_What is expected_
Find each line below where the word "database" occurs, and copy it.

(Saved data entries)
* * * * * * * * *

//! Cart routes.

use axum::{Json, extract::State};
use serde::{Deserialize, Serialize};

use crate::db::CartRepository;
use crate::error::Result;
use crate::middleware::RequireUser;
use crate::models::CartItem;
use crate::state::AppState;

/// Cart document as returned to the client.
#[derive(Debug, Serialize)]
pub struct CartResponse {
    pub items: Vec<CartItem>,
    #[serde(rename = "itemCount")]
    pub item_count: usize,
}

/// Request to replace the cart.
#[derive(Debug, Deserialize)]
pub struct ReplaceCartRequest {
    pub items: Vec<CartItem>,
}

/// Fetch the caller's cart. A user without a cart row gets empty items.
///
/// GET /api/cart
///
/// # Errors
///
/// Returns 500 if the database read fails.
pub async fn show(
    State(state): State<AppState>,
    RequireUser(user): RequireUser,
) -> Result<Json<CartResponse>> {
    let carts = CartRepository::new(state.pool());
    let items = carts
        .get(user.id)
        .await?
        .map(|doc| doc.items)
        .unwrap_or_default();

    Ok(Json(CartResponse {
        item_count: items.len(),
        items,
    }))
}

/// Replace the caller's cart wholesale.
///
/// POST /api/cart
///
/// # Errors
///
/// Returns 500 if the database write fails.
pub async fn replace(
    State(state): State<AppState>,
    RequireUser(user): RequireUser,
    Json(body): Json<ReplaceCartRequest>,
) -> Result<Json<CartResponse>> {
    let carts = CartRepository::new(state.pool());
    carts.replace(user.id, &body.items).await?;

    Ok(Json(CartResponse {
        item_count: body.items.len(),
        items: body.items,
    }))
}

* * * * * * * * *

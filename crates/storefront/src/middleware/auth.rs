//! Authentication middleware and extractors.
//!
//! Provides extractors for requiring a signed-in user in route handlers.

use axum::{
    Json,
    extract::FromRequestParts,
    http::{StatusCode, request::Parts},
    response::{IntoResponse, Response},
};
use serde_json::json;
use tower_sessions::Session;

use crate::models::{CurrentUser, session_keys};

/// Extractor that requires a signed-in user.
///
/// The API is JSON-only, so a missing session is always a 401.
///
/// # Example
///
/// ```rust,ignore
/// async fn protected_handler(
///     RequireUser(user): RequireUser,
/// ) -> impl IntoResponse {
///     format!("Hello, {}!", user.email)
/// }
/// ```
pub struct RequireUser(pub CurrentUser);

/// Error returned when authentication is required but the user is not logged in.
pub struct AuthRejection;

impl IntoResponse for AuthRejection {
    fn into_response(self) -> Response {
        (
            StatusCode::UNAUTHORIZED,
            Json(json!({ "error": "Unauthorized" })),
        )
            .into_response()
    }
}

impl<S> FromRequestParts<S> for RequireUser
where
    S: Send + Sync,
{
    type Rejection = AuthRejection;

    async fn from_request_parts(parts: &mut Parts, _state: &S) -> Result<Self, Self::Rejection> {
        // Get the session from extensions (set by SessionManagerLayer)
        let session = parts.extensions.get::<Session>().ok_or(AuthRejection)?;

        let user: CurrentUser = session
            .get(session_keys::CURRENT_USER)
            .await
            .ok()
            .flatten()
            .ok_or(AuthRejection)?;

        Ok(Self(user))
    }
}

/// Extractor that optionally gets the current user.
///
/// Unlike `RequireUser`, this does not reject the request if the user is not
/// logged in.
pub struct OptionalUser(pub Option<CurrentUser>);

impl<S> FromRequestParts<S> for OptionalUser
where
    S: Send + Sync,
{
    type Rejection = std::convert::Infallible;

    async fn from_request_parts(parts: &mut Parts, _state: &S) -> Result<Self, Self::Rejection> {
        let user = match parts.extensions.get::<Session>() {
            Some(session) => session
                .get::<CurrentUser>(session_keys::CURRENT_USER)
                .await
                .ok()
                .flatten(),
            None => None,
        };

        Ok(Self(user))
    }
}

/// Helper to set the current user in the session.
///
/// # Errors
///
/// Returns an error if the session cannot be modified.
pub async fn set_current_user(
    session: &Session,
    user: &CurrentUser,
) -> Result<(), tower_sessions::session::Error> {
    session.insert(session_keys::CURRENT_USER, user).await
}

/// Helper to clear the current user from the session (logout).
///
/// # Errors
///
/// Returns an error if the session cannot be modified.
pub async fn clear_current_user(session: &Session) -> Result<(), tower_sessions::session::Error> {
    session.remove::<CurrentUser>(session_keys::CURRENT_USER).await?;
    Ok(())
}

* * * * * * * * *

_Task answer_
/// Returns 500 if the database read fails.
/// Returns 500 if the database write fails.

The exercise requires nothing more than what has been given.